RECORD EXTRACTS Start Marker

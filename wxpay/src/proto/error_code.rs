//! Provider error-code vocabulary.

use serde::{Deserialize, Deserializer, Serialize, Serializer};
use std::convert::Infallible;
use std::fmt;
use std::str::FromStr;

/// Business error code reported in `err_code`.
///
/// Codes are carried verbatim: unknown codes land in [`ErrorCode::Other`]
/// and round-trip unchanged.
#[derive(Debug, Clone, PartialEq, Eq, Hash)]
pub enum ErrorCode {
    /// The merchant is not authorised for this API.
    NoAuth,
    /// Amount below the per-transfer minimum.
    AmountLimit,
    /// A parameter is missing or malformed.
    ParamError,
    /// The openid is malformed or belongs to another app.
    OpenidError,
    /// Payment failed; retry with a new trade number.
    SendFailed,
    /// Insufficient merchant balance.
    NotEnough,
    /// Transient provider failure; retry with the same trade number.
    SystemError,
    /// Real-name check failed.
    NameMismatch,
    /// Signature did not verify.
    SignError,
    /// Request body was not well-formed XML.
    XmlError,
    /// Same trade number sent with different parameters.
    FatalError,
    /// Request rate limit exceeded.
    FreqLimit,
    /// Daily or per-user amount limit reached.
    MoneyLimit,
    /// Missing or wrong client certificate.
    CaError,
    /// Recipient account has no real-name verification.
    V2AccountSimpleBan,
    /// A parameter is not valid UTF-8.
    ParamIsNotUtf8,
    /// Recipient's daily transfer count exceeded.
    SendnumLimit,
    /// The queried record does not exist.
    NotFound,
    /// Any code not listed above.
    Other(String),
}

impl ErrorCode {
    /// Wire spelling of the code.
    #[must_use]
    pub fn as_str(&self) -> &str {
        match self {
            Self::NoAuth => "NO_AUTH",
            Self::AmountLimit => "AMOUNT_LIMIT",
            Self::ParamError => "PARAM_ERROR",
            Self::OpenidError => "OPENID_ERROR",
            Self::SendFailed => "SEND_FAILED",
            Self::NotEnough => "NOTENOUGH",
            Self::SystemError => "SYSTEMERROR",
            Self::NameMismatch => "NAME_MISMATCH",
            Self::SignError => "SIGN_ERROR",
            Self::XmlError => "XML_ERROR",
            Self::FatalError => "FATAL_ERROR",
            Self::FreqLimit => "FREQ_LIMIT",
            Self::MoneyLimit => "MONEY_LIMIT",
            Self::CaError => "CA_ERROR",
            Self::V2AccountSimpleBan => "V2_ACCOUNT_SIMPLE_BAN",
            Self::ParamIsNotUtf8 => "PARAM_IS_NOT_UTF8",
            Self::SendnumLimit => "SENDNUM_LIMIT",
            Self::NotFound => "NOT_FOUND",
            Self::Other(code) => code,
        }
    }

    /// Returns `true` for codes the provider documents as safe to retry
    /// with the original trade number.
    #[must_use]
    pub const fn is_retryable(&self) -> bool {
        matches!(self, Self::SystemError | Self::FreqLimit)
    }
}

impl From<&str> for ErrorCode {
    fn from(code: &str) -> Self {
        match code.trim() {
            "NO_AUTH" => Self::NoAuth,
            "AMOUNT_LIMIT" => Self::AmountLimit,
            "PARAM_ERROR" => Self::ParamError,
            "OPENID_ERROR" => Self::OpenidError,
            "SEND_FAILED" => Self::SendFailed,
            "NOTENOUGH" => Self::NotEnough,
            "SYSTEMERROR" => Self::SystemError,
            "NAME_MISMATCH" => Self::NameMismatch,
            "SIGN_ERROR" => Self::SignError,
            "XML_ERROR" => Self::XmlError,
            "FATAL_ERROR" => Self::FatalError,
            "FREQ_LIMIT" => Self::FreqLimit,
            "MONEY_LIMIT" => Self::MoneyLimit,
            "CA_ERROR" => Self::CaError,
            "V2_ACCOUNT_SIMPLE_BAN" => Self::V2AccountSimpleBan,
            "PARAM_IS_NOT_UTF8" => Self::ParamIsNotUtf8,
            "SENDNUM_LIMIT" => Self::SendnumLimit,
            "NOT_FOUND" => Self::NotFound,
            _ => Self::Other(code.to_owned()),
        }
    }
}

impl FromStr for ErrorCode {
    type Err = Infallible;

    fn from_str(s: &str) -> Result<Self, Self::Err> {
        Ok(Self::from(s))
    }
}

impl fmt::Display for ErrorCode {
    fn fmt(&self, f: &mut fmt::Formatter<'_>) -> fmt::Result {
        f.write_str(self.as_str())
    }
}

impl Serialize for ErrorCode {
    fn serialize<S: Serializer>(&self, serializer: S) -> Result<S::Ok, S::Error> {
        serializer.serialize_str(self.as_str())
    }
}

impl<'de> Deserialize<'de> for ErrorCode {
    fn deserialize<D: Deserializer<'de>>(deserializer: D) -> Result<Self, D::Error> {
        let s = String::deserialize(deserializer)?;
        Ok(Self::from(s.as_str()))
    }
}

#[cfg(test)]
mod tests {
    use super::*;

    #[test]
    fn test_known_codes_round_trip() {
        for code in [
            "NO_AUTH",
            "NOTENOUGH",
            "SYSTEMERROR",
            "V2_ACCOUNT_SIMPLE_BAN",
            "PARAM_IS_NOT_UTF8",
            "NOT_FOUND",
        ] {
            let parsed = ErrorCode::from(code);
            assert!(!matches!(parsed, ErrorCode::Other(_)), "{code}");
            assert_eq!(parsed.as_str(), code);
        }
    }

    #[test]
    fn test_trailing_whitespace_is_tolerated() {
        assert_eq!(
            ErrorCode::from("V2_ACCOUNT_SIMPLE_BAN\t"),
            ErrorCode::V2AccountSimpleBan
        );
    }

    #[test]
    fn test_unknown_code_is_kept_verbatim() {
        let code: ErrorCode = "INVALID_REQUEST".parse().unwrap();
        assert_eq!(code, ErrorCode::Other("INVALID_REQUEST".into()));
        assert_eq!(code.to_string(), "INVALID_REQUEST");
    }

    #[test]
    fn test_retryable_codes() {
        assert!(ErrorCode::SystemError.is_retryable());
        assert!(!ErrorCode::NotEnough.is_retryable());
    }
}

RECORD EXTRACTS End Marker

> **WHAT IS BEING ASKED**
Write the entries out once more, exactly as they were given.

> **RESULT OF THIS TASK**
filename wxpay/src/proto/error_code.rs
//! Provider error-code vocabulary.

use serde::{Deserialize, Deserializer, Serialize, Serializer};
use std::convert::Infallible;
use std::fmt;
use std::str::FromStr;

/// Business error code reported in `err_code`.
///
/// Codes are carried verbatim: unknown codes land in [`ErrorCode::Other`]
/// and round-trip unchanged.
#[derive(Debug, Clone, PartialEq, Eq, Hash)]
pub enum ErrorCode {
    /// The merchant is not authorised for this API.
    NoAuth,
    /// Amount below the per-transfer minimum.
    AmountLimit,
    /// A parameter is missing or malformed.
    ParamError,
    /// The openid is malformed or belongs to another app.
    OpenidError,
    /// Payment failed; retry with a new trade number.
    SendFailed,
    /// Insufficient merchant balance.
    NotEnough,
    /// Transient provider failure; retry with the same trade number.
    SystemError,
    /// Real-name check failed.
    NameMismatch,
    /// Signature did not verify.
    SignError,
    /// Request body was not well-formed XML.
    XmlError,
    /// Same trade number sent with different parameters.
    FatalError,
    /// Request rate limit exceeded.
    FreqLimit,
    /// Daily or per-user amount limit reached.
    MoneyLimit,
    /// Missing or wrong client certificate.
    CaError,
    /// Recipient account has no real-name verification.
    V2AccountSimpleBan,
    /// A parameter is not valid UTF-8.
    ParamIsNotUtf8,
    /// Recipient's daily transfer count exceeded.
    SendnumLimit,
    /// The queried record does not exist.
    NotFound,
    /// Any code not listed above.
    Other(String),
}

impl ErrorCode {
    /// Wire spelling of the code.
    #[must_use]
    pub fn as_str(&self) -> &str {
        match self {
            Self::NoAuth => "NO_AUTH",
            Self::AmountLimit => "AMOUNT_LIMIT",
            Self::ParamError => "PARAM_ERROR",
            Self::OpenidError => "OPENID_ERROR",
            Self::SendFailed => "SEND_FAILED",
            Self::NotEnough => "NOTENOUGH",
            Self::SystemError => "SYSTEMERROR",
            Self::NameMismatch => "NAME_MISMATCH",
            Self::SignError => "SIGN_ERROR",
            Self::XmlError => "XML_ERROR",
            Self::FatalError => "FATAL_ERROR",
            Self::FreqLimit => "FREQ_LIMIT",
            Self::MoneyLimit => "MONEY_LIMIT",
            Self::CaError => "CA_ERROR",
            Self::V2AccountSimpleBan => "V2_ACCOUNT_SIMPLE_BAN",
            Self::ParamIsNotUtf8 => "PARAM_IS_NOT_UTF8",
            Self::SendnumLimit => "SENDNUM_LIMIT",
            Self::NotFound => "NOT_FOUND",
            Self::Other(code) => code,
        }
    }

    /// Returns `true` for codes the provider documents as safe to retry
    /// with the original trade number.
    #[must_use]
    pub const fn is_retryable(&self) -> bool {
        matches!(self, Self::SystemError | Self::FreqLimit)
    }
}

impl From<&str> for ErrorCode {
    fn from(code: &str) -> Self {
        match code.trim() {
            "NO_AUTH" => Self::NoAuth,
            "AMOUNT_LIMIT" => Self::AmountLimit,
            "PARAM_ERROR" => Self::ParamError,
            "OPENID_ERROR" => Self::OpenidError,
            "SEND_FAILED" => Self::SendFailed,
            "NOTENOUGH" => Self::NotEnough,
            "SYSTEMERROR" => Self::SystemError,
            "NAME_MISMATCH" => Self::NameMismatch,
            "SIGN_ERROR" => Self::SignError,
            "XML_ERROR" => Self::XmlError,
            "FATAL_ERROR" => Self::FatalError,
            "FREQ_LIMIT" => Self::FreqLimit,
            "MONEY_LIMIT" => Self::MoneyLimit,
            "CA_ERROR" => Self::CaError,
            "V2_ACCOUNT_SIMPLE_BAN" => Self::V2AccountSimpleBan,
            "PARAM_IS_NOT_UTF8" => Self::ParamIsNotUtf8,
            "SENDNUM_LIMIT" => Self::SendnumLimit,
            "NOT_FOUND" => Self::NotFound,
            _ => Self::Other(code.to_owned()),
        }
    }
}

impl FromStr for ErrorCode {
    type Err = Infallible;

    fn from_str(s: &str) -> Result<Self, Self::Err> {
        Ok(Self::from(s))
    }
}

impl fmt::Display for ErrorCode {
    fn fmt(&self, f: &mut fmt::Formatter<'_>) -> fmt::Result {
        f.write_str(self.as_str())
    }
}

impl Serialize for ErrorCode {
    fn serialize<S: Serializer>(&self, serializer: S) -> Result<S::Ok, S::Error> {
        serializer.serialize_str(self.as_str())
    }
}

impl<'de> Deserialize<'de> for ErrorCode {
    fn deserialize<D: Deserializer<'de>>(deserializer: D) -> Result<Self, D::Error> {
        let s = String::deserialize(deserializer)?;
        Ok(Self::from(s.as_str()))
    }
}

#[cfg(test)]
mod tests {
    use super::*;

    #[test]
    fn test_known_codes_round_trip() {
        for code in [
            "NO_AUTH",
            "NOTENOUGH",
            "SYSTEMERROR",
            "V2_ACCOUNT_SIMPLE_BAN",
            "PARAM_IS_NOT_UTF8",
            "NOT_FOUND",
        ] {
            let parsed = ErrorCode::from(code);
            assert!(!matches!(parsed, ErrorCode::Other(_)), "{code}");
            assert_eq!(parsed.as_str(), code);
        }
    }

    #[test]
    fn test_trailing_whitespace_is_tolerated() {
        assert_eq!(
            ErrorCode::from("V2_ACCOUNT_SIMPLE_BAN\t"),
            ErrorCode::V2AccountSimpleBan
        );
    }

    #[test]
    fn test_unknown_code_is_kept_verbatim() {
        let code: ErrorCode = "INVALID_REQUEST".parse().unwrap();
        assert_eq!(code, ErrorCode::Other("INVALID_REQUEST".into()));
        assert_eq!(code.to_string(), "INVALID_REQUEST");
    }

    #[test]
    fn test_retryable_codes() {
        assert!(ErrorCode::SystemError.is_retryable());
        assert!(!ErrorCode::NotEnough.is_retryable());
    }
}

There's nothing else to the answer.